— Instructions to follow —
Find how many lines below hold "could", and give that number as the entire answer.

— Extracted material —
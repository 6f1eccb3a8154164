//! Observability infrastructure for the webhook
//!
//! Provides:
//! - Prometheus metrics (admission outcomes, error kinds, latencies, unresolved requests)
//! - Structured JSON logging with tracing

use prometheus::{
    register_histogram, register_int_counter_vec, Histogram, IntCounterVec,
};
use std::sync::OnceLock;
use tracing::{info, warn};

/// Histogram buckets for latency measurements (in seconds)
const LATENCY_BUCKETS: &[f64] = &[
    0.001, 0.0025, 0.005, 0.01, 0.025, 0.05, 0.1, 0.25, 0.5, 1.0, 2.5, 5.0, 10.0,
];

/// Admission outcome labels
pub mod outcomes {
    pub const PATCHED: &str = "patched";
    pub const UNCHANGED: &str = "unchanged";
    pub const FAILED_OPEN: &str = "failed_open";
}

static GLOBAL_METRICS: OnceLock<MutatorMetricsInner> = OnceLock::new();

struct MutatorMetricsInner {
    admission_requests: IntCounterVec,
    admission_errors: IntCounterVec,
    admission_latency_seconds: Histogram,
    suggestion_lookup_latency_seconds: Histogram,
    unresolved_resources: IntCounterVec,
}

impl MutatorMetricsInner {
    fn new() -> Self {
        Self {
            admission_requests: register_int_counter_vec!(
                "ocean_rs_mutator_admission_requests_total",
                "Admission reviews answered, by outcome",
                &["outcome"]
            )
            .expect("Failed to register admission_requests_total"),

            admission_errors: register_int_counter_vec!(
                "ocean_rs_mutator_admission_errors_total",
                "Admission reviews answered fail-open, by error kind",
                &["kind"]
            )
            .expect("Failed to register admission_errors_total"),

            admission_latency_seconds: register_histogram!(
                "ocean_rs_mutator_admission_latency_seconds",
                "Time spent answering an admission review",
                LATENCY_BUCKETS.to_vec()
            )
            .expect("Failed to register admission_latency_seconds"),

            suggestion_lookup_latency_seconds: register_histogram!(
                "ocean_rs_mutator_suggestion_lookup_latency_seconds",
                "Time spent waiting for the suggestion backend",
                LATENCY_BUCKETS.to_vec()
            )
            .expect("Failed to register suggestion_lookup_latency_seconds"),

            unresolved_resources: register_int_counter_vec!(
                "ocean_rs_mutator_unresolved_resources_total",
                "Missing container requests that could not be derived",
                &["resource", "reason"]
            )
            .expect("Failed to register unresolved_resources_total"),
        }
    }
}

/// Handle to the process-wide webhook metrics
///
/// Clones share the same underlying registered metrics.
#[derive(Clone)]
pub struct MutatorMetrics {
    _private: (),
}

impl Default for MutatorMetrics {
    fn default() -> Self {
        Self::new()
    }
}

impl MutatorMetrics {
    pub fn new() -> Self {
        GLOBAL_METRICS.get_or_init(MutatorMetricsInner::new);
        Self { _private: () }
    }

    fn inner(&self) -> &MutatorMetricsInner {
        GLOBAL_METRICS.get_or_init(MutatorMetricsInner::new)
    }

    pub fn inc_admission(&self, outcome: &str) {
        self.inner()
            .admission_requests
            .with_label_values(&[outcome])
            .inc();
    }

    pub fn inc_error(&self, kind: &str) {
        self.inner().admission_errors.with_label_values(&[kind]).inc();
    }

    pub fn observe_admission_latency(&self, duration_secs: f64) {
        self.inner().admission_latency_seconds.observe(duration_secs);
    }

    pub fn observe_lookup_latency(&self, duration_secs: f64) {
        self.inner()
            .suggestion_lookup_latency_seconds
            .observe(duration_secs);
    }

    pub fn inc_unresolved(&self, resource: &str, reason: &str) {
        self.inner()
            .unresolved_resources
            .with_label_values(&[resource, reason])
            .inc();
    }

}

/// Structured logger for webhook events
#[derive(Clone)]
pub struct StructuredLogger {
    cluster_id: String,
}

impl StructuredLogger {
    pub fn new(cluster_id: impl Into<String>) -> Self {
        Self {
            cluster_id: cluster_id.into(),
        }
    }

    pub fn log_startup(&self, version: &str, listen_addr: &str) {
        info!(
            event = "webhook_started",
            cluster_id = %self.cluster_id,
            version = %version,
            listen_addr = %listen_addr,
            "Resource mutator webhook started"
        );
    }

    pub fn log_shutdown(&self, reason: &str) {
        info!(
            event = "webhook_shutdown",
            cluster_id = %self.cluster_id,
            reason = %reason,
            "Resource mutator webhook shutting down"
        );
    }

    pub fn log_patched(&self, uid: &str, deployment: &str, operations: usize) {
        info!(
            event = "deployment_patched",
            cluster_id = %self.cluster_id,
            uid = %uid,
            deployment = %deployment,
            operations = operations,
            "Patched deployment resource requests"
        );
    }

    pub fn log_fail_open(&self, uid: &str, kind: &str, message: &str) {
        warn!(
            event = "admission_failed_open",
            cluster_id = %self.cluster_id,
            uid = %uid,
            kind = %kind,
            error = %message,
            "Admission allowed without mutation"
        );
    }

    pub fn log_unresolved(&self, deployment: &str, container: &str, resource: &str, reason: &str) {
        warn!(
            event = "resource_unresolved",
            cluster_id = %self.cluster_id,
            deployment = %deployment,
            container = %container,
            resource = %resource,
            reason = %reason,
            "Container request missing and could not be derived"
        );
    }
}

— Your response —
2